Just to see their faces, the look in their eyes, to see blacks and whites stand together, knowing that they did not know if they would ever make it back home alive!

And although they are heroes of mine and although they looked so brave and brand-new in the world, they also look so ordinary and everyday. Unlike Hollywood heroes, sometimes their eyes are too far apart or their nose is too big. But somehow that makes them even more beautiful. And like it could have been me.

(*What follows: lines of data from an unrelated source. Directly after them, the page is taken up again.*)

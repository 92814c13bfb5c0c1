//! Text input widget

use crate::input::Action;
use crate::theme::Theme;
use ratatui::{
    buffer::Buffer,
    layout::Rect,
    style::Style,
    widgets::{Block, Borders, Paragraph, Widget},
};
use unicode_width::{UnicodeWidthChar, UnicodeWidthStr};

/// Single-line text input with submit history.
///
/// The cursor is a byte offset into `content` and always sits on a char
/// boundary, so editing never recounts the string.
#[derive(Debug, Default)]
pub struct InputBox {
    /// Current input text
    content: String,
    /// Cursor position, a byte offset into `content`
    cursor: usize,
    /// Horizontal scroll offset (in display columns)
    scroll: usize,
    /// Placeholder text
    placeholder: String,
    /// Whether the input is focused
    focused: bool,
    /// Previously submitted lines, oldest first
    history: Vec<String>,
    /// Index into history while browsing, None when editing a fresh line
    history_pos: Option<usize>,
    /// Draft stashed while browsing history
    stash: String,
}

impl InputBox {
    /// Create a new input box
    pub fn new() -> Self {
        Self::default()
    }

    /// Set placeholder text
    pub fn with_placeholder(mut self, placeholder: impl Into<String>) -> Self {
        self.placeholder = placeholder.into();
        self
    }

    /// Set focus state
    pub fn set_focused(&mut self, focused: bool) {
        self.focused = focused;
    }

    /// Get the current content
    pub fn content(&self) -> &str {
        &self.content
    }

    /// Replace the content, leaving the cursor at the end
    pub fn set_content(&mut self, content: impl Into<String>) {
        self.content = content.into();
        self.cursor = self.content.len();
        self.update_scroll(80); // Default width
    }

    /// Clear the content and leave history browsing
    pub fn clear(&mut self) {
        self.content.clear();
        self.cursor = 0;
        self.scroll = 0;
        self.history_pos = None;
        self.stash.clear();
    }

    /// Record a submitted line for later recall. Consecutive duplicates
    /// are collapsed.
    pub fn push_history(&mut self, entry: impl Into<String>) {
        let entry = entry.into();
        if entry.is_empty() {
            return;
        }
        if self.history.last() != Some(&entry) {
            self.history.push(entry);
        }
        self.history_pos = None;
    }

    /// Recall the previous history entry (Up). Returns false at the
    /// oldest entry or when there is no history.
    pub fn history_prev(&mut self, width: u16) -> bool {
        let pos = match self.history_pos {
            None if self.history.is_empty() => return false,
            None => {
                self.stash = std::mem::take(&mut self.content);
                self.history.len() - 1
            }
            Some(0) => return false,
            Some(i) => i - 1,
        };
        self.history_pos = Some(pos);
        self.content = self.history[pos].clone();
        self.cursor = self.content.len();
        self.update_scroll(width as usize);
        true
    }

    /// Move towards the newest history entry (Down), restoring the
    /// stashed draft past the end.
    pub fn history_next(&mut self, width: u16) -> bool {
        let Some(pos) = self.history_pos else {
            return false;
        };
        if pos + 1 < self.history.len() {
            self.history_pos = Some(pos + 1);
            self.content = self.history[pos + 1].clone();
        } else {
            self.history_pos = None;
            self.content = std::mem::take(&mut self.stash);
        }
        self.cursor = self.content.len();
        self.update_scroll(width as usize);
        true
    }

    /// Byte index where the char before the cursor starts
    fn prev_char_start(&self) -> Option<usize> {
        self.content[..self.cursor]
            .char_indices()
            .next_back()
            .map(|(i, _)| i)
    }

    fn insert_char(&mut self, c: char) {
        self.content.insert(self.cursor, c);
        self.cursor += c.len_utf8();
    }

    /// Display column of the cursor
    fn cursor_col(&self) -> usize {
        self.content[..self.cursor].width()
    }

    /// Apply an editing action; returns whether the widget consumed it.
    pub fn handle_action(&mut self, action: &Action, width: u16) -> bool {
        let width = width as usize;

        match action {
            Action::Char(c) => {
                self.insert_char(*c);
                self.update_scroll(width);
                true
            }
            Action::Backspace => match self.prev_char_start() {
                Some(start) => {
                    self.content.remove(start);
                    self.cursor = start;
                    self.update_scroll(width);
                    true
                }
                None => false,
            },
            Action::Delete => {
                if self.cursor < self.content.len() {
                    self.content.remove(self.cursor);
                    true
                } else {
                    false
                }
            }
            Action::Left => match self.prev_char_start() {
                Some(start) => {
                    self.cursor = start;
                    self.update_scroll(width);
                    true
                }
                None => false,
            },
            Action::Right => match self.content[self.cursor..].chars().next() {
                Some(c) => {
                    self.cursor += c.len_utf8();
                    self.update_scroll(width);
                    true
                }
                None => false,
            },
            Action::Home => {
                self.cursor = 0;
                self.update_scroll(width);
                true
            }
            Action::End => {
                self.cursor = self.content.len();
                self.update_scroll(width);
                true
            }
            Action::ClearLine => {
                self.clear();
                true
            }
            Action::DeleteWord => {
                // Drop the word before the cursor along with any spaces
                // between it and the cursor
                let head = self.content[..self.cursor].trim_end_matches(' ');
                let start = head.rfind(' ').map_or(0, |i| i + 1);
                self.content.replace_range(start..self.cursor, "");
                self.cursor = start;
                self.update_scroll(width);
                true
            }
            Action::Paste(text) => {
                for c in text.chars() {
                    // Single line: runs of newlines become one space
                    if c == '\n' || c == '\r' {
                        if self.cursor > 0 && !self.content[..self.cursor].ends_with(' ') {
                            self.insert_char(' ');
                        }
                    } else {
                        self.insert_char(c);
                    }
                }
                self.update_scroll(width);
                true
            }
            _ => false,
        }
    }

    fn update_scroll(&mut self, width: usize) {
        let visible = width.saturating_sub(4); // Borders and padding
        let col = self.cursor_col();

        if col < self.scroll {
            self.scroll = col;
        } else if col >= self.scroll + visible {
            self.scroll = col + 1 - visible;
        }
    }

    /// The slice of `content` on screen after horizontal scrolling.
    fn visible_window(&self, width: usize) -> &str {
        let mut col = 0;
        let mut start = self.content.len();
        for (i, c) in self.content.char_indices() {
            if col >= self.scroll {
                start = i;
                break;
            }
            col += c.width().unwrap_or(0);
        }

        let tail = &self.content[start..];
        let mut taken = 0;
        for (i, c) in tail.char_indices() {
            let w = c.width().unwrap_or(0);
            if taken + w > width {
                return &tail[..i];
            }
            taken += w;
        }
        tail
    }

    /// Render the input box
    pub fn render(&self, area: Rect, buf: &mut Buffer, theme: &Theme) {
        let block = Block::default()
            .borders(Borders::ALL)
            .border_style(if self.focused {
                theme.accent_style()
            } else {
                theme.border_style()
            });
        let inner = block.inner(area);
        block.render(area, buf);

        let empty = self.content.is_empty();
        let display_text = if empty {
            self.placeholder.as_str()
        } else {
            self.visible_window(inner.width as usize)
        };
        let style = if empty {
            theme.dim_style()
        } else {
            theme.base_style()
        };
        Paragraph::new(display_text).style(style).render(inner, buf);

        // Block cursor, drawn by restyling the cell under it
        if self.focused && inner.width > 0 {
            let cursor_x = self.cursor_col().saturating_sub(self.scroll);
            if cursor_x < inner.width as usize {
                let pos = (inner.x + cursor_x as u16, inner.y);
                if let Some(cell) = buf.cell_mut(pos) {
                    cell.set_style(Style::default().bg(theme.accent));
                }
            }
        }
    }
}

#[cfg(test)]
mod tests {
    use super::*;

    fn typed(text: &str) -> InputBox {
        let mut input = InputBox::new();
        for c in text.chars() {
            input.handle_action(&Action::Char(c), 80);
        }
        input
    }

    // --- editing ---

    #[test]
    fn test_backspace_removes_whole_chars() {
        let mut input = typed("héllo");
        for _ in 0..4 {
            assert!(input.handle_action(&Action::Backspace, 80));
        }
        assert_eq!(input.content(), "h");
    }

    #[test]
    fn test_backspace_at_start_is_ignored() {
        let mut input = InputBox::new();
        assert!(!input.handle_action(&Action::Backspace, 80));
    }

    #[test]
    fn test_delete_removes_under_cursor() {
        let mut input = typed("abc");
        input.handle_action(&Action::Home, 80);
        assert!(input.handle_action(&Action::Delete, 80));
        assert_eq!(input.content(), "bc");

        input.handle_action(&Action::End, 80);
        assert!(!input.handle_action(&Action::Delete, 80));
    }

    #[test]
    fn test_insert_in_the_middle() {
        let mut input = typed("ab");
        input.handle_action(&Action::Left, 80);
        input.handle_action(&Action::Char('x'), 80);
        assert_eq!(input.content(), "axb");
    }

    #[test]
    fn test_delete_word_takes_trailing_spaces() {
        let mut input = typed("upload report.pdf  ");
        input.handle_action(&Action::DeleteWord, 80);
        assert_eq!(input.content(), "upload ");
        input.handle_action(&Action::DeleteWord, 80);
        assert_eq!(input.content(), "");
    }

    #[test]
    fn test_paste_collapses_newlines() {
        let mut input = typed("q:");
        input.handle_action(&Action::Paste(" first\r\nsecond".to_string()), 80);
        assert_eq!(input.content(), "q: first second");
    }

    // --- history recall ---

    #[test]
    fn test_history_recall_preserves_draft() {
        let mut input = InputBox::new();
        input.push_history("first");
        input.push_history("second");
        input.set_content("draft");

        assert!(input.history_prev(80));
        assert_eq!(input.content(), "second");
        assert!(input.history_prev(80));
        assert_eq!(input.content(), "first");
        assert!(!input.history_prev(80));

        assert!(input.history_next(80));
        assert_eq!(input.content(), "second");
        assert!(input.history_next(80));
        assert_eq!(input.content(), "draft");
        assert!(!input.history_next(80));
    }

    #[test]
    fn test_history_collapses_consecutive_duplicates() {
        let mut input = InputBox::new();
        input.push_history("same");
        input.push_history("same");

        assert!(input.history_prev(80));
        assert!(!input.history_prev(80));
    }

    // --- scrolling ---

    #[test]
    fn test_scroll_follows_cursor() {
        let mut input = InputBox::new();
        for _ in 0..40 {
            input.handle_action(&Action::Char('x'), 20);
        }
        assert_eq!(input.scroll, 25);

        input.handle_action(&Action::Home, 20);
        assert_eq!(input.scroll, 0);
    }
}
//! docq-tui: Terminal UI components
//!
//! Lightweight terminal UI building blocks on ratatui and crossterm:
//! a conversation transcript, a single-line input box with history
//! recall, a multi-select popup, and an animated spinner.

pub mod input;
pub mod theme;
pub mod widgets;

pub use theme::Theme;
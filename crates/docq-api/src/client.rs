//! Request context for the document intelligence service
//!
//! [`Client`] carries everything a request needs: the reqwest connection
//! pool, the service base URL, and the current bearer token. It is passed
//! explicitly wherever requests are made; nothing reads ambient state.

use reqwest::Method;
use serde::Deserialize;
use serde::de::DeserializeOwned;

use crate::error::{Error, Result};

/// Default service address, matching the backend's development port
pub const DEFAULT_BASE_URL: &str = "http://localhost:8000";

/// Authenticated request context for the remote service
#[derive(Debug, Clone)]
pub struct Client {
    http: reqwest::Client,
    base_url: String,
    token: Option<String>,
}

impl Client {
    pub fn new(base_url: impl Into<String>) -> Self {
        let base_url = base_url.into().trim_end_matches('/').to_string();
        Self {
            http: reqwest::Client::new(),
            base_url,
            token: None,
        }
    }

    /// Attach a bearer token to all subsequent requests
    pub fn with_token(mut self, token: impl Into<String>) -> Self {
        self.token = Some(token.into());
        self
    }

    pub fn set_token(&mut self, token: Option<String>) {
        self.token = token;
    }

    pub fn has_token(&self) -> bool {
        self.token.is_some()
    }

    pub fn base_url(&self) -> &str {
        &self.base_url
    }

    pub(crate) fn url(&self, path: &str) -> String {
        format!("{}{}", self.base_url, path)
    }

    /// Build a request with the bearer token attached when one is set
    pub(crate) fn request(&self, method: Method, path: &str) -> reqwest::RequestBuilder {
        let mut builder = self.http.request(method, self.url(path));
        if let Some(token) = &self.token {
            builder = builder.bearer_auth(token);
        }
        builder
    }

    pub(crate) fn get(&self, path: &str) -> reqwest::RequestBuilder {
        self.request(Method::GET, path)
    }

    pub(crate) fn post(&self, path: &str) -> reqwest::RequestBuilder {
        self.request(Method::POST, path)
    }

    pub(crate) fn delete(&self, path: &str) -> reqwest::RequestBuilder {
        self.request(Method::DELETE, path)
    }

    /// Fail fast on endpoints that require authentication
    pub(crate) fn require_token(&self) -> Result<()> {
        if self.token.is_some() {
            Ok(())
        } else {
            Err(Error::MissingToken)
        }
    }

    /// Send a request and deserialize the 2xx JSON body
    pub(crate) async fn send_json<T: DeserializeOwned>(
        &self,
        builder: reqwest::RequestBuilder,
    ) -> Result<T> {
        let response = builder.send().await?;
        Self::json_or_error(response).await
    }

    /// Deserialize a successful response, mapping non-2xx to [`Error::Api`]
    pub(crate) async fn json_or_error<T: DeserializeOwned>(
        response: reqwest::Response,
    ) -> Result<T> {
        if response.status().is_success() {
            Ok(response.json().await?)
        } else {
            Err(Self::error_from_response(response).await)
        }
    }

    /// Extract `{ "detail": … }` from an error response body
    ///
    /// The backend wraps every failure this way; anything else (proxies,
    /// crashes) falls back to the raw body or the bare status code.
    pub(crate) async fn error_from_response(response: reqwest::Response) -> Error {
        let status = response.status().as_u16();
        let body = response.text().await.unwrap_or_default();
        let detail = match serde_json::from_str::<ErrorBody>(&body) {
            Ok(parsed) => parsed.detail,
            Err(_) if body.trim().is_empty() => format!("HTTP {status}"),
            Err(_) => body,
        };
        Error::api(status, detail)
    }
}

#[derive(Debug, Deserialize)]
struct ErrorBody {
    detail: String,
}

#[cfg(test)]
mod tests {
    use super::*;
    use crate::types::MessageResponse;
    use wiremock::matchers::{header, method, path};
    use wiremock::{Mock, MockServer, ResponseTemplate};

    #[test]
    fn test_base_url_trailing_slash_trimmed() {
        let client = Client::new("http://localhost:8000/");
        assert_eq!(client.url("/api/auth/me"), "http://localhost:8000/api/auth/me");
    }

    #[test]
    fn test_require_token() {
        let client = Client::new(DEFAULT_BASE_URL);
        assert!(matches!(client.require_token(), Err(Error::MissingToken)));
        let client = client.with_token("tok");
        assert!(client.require_token().is_ok());
    }

    #[tokio::test]
    async fn test_bearer_token_attached() {
        let server = MockServer::start().await;
        Mock::given(method("GET"))
            .and(path("/api/ping"))
            .and(header("authorization", "Bearer secret-token"))
            .respond_with(ResponseTemplate::new(200).set_body_json(serde_json::json!({
                "message": "pong"
            })))
            .mount(&server)
            .await;

        let client = Client::new(server.uri()).with_token("secret-token");
        let response: MessageResponse = client.send_json(client.get("/api/ping")).await.unwrap();
        assert_eq!(response.message, "pong");
    }

    #[tokio::test]
    async fn test_error_body_detail_extracted() {
        let server = MockServer::start().await;
        Mock::given(method("GET"))
            .and(path("/api/missing"))
            .respond_with(ResponseTemplate::new(404).set_body_json(serde_json::json!({
                "detail": "Knowledge item not found"
            })))
            .mount(&server)
            .await;

        let client = Client::new(server.uri());
        let err = client
            .send_json::<MessageResponse>(client.get("/api/missing"))
            .await
            .unwrap_err();
        match err {
            Error::Api { status, detail } => {
                assert_eq!(status, 404);
                assert_eq!(detail, "Knowledge item not found");
            }
            other => panic!("expected Api error, got {other:?}"),
        }
    }

    #[tokio::test]
    async fn test_error_body_without_detail_falls_back() {
        let server = MockServer::start().await;
        Mock::given(method("GET"))
            .and(path("/api/broken"))
            .respond_with(ResponseTemplate::new(502).set_body_string("bad gateway"))
            .mount(&server)
            .await;

        let client = Client::new(server.uri());
        let err = client
            .send_json::<MessageResponse>(client.get("/api/broken"))
            .await
            .unwrap_err();
        match err {
            Error::Api { status, detail } => {
                assert_eq!(status, 502);
                assert_eq!(detail, "bad gateway");
            }
            other => panic!("expected Api error, got {other:?}"),
        }
    }
}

The Freedom Riders were blacks and whites, mostly university students about 19 or 20 years old, who came from all over America to Mississippi and other places in the American South in the spring and summer of 1961. They came to ride the buses and trains. The stations along the way had separate waiting rooms and restrooms for blacks and whites. It was against the law by that time, but the South kept to its old Jim Crow ways all the same. So the black and white Freedom Riders would go to the wrong rooms in protest.

They were arrested for “breach of peace”, week after week. Soon all of America was watching. President Kennedy was against them and wanted them to stop. But they would not listen, they kept on going. It wound up shaming Mississippi and the rest of the South in front of the whole country. And because these states were breaking the law and everyone now knew it, the president was forced to act.

It was the beginning of the end for Jim Crow. It was that very summer that Barack Obama was born in Hawaii.

It has more than just the police photos. It tells you about what the Freedom Riders did and how it fits in to the civil rights movement – and how it did not fit in with Jim Crow.

Etheridge was able to find 84 of the Freedom Riders. They are old men and women now. He took their pictures, asked them about their memories of those days, why they did it and found out what has become of them.

It seems like many of them became teachers and ministers. But maybe that is just because teachers and ministers are so much easier to find.

The price of the book is pretty high: $45 (or almost three crowns, but only $30 on Amazon). I was not sure if I could afford it, if it would cause a fight later with my wife, but in one of those you-only-live-once moments I bought it anyway. I am glad I did.